• Task prompt:
For the word "filename", return each line of the data in which it occurs.

• Information:
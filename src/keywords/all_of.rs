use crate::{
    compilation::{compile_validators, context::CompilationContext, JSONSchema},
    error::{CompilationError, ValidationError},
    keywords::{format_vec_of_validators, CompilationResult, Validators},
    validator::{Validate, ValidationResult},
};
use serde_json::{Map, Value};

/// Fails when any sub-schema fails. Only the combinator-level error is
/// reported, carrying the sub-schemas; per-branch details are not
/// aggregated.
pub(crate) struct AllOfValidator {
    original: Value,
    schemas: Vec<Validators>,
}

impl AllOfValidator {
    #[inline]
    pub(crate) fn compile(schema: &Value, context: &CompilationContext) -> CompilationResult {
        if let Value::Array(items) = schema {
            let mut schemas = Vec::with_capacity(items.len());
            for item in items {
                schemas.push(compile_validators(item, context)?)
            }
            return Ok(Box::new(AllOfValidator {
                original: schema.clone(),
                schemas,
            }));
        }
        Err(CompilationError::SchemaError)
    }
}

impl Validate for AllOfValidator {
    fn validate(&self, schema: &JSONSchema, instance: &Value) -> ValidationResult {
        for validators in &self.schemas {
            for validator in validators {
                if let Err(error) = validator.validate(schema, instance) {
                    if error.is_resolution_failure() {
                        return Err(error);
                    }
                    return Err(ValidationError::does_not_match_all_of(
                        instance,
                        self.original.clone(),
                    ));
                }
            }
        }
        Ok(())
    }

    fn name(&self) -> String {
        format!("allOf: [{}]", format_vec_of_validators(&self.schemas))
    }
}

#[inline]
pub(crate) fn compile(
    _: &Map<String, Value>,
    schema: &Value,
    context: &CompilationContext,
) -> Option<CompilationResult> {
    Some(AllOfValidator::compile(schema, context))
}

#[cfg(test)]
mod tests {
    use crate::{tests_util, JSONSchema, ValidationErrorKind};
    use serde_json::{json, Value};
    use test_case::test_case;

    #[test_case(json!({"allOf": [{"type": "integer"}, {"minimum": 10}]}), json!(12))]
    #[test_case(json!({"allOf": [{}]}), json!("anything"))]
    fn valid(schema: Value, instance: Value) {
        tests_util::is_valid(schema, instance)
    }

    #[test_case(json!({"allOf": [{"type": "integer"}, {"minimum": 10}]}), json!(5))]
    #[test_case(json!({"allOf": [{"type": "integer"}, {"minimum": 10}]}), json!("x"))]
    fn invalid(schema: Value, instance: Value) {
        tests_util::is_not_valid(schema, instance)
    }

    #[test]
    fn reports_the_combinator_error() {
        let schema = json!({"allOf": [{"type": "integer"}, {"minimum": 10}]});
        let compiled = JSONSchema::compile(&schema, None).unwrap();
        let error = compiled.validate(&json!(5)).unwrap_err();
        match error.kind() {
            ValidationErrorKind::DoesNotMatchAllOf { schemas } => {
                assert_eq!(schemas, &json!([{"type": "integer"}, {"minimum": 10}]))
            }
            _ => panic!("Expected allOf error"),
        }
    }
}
==
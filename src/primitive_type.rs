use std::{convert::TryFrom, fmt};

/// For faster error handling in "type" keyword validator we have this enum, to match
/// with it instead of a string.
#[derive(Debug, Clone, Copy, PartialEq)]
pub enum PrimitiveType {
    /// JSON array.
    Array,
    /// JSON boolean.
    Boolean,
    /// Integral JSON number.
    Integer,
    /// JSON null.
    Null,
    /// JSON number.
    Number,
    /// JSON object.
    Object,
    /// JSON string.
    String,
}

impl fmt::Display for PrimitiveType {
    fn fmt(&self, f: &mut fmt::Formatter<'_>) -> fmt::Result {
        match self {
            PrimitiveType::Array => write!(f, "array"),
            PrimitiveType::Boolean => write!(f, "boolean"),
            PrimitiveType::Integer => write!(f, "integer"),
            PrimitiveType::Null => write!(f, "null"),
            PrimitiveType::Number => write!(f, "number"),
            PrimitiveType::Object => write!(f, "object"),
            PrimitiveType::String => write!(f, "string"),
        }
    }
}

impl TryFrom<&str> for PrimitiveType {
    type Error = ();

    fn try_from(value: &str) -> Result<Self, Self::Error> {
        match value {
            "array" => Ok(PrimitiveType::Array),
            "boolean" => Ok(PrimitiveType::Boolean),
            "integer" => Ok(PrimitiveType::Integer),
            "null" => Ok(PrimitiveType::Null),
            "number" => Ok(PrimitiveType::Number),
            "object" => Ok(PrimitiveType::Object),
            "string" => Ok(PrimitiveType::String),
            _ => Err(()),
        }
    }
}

• Response below:
filename src/keywords/all_of.rs
filename src/primitive_type.rs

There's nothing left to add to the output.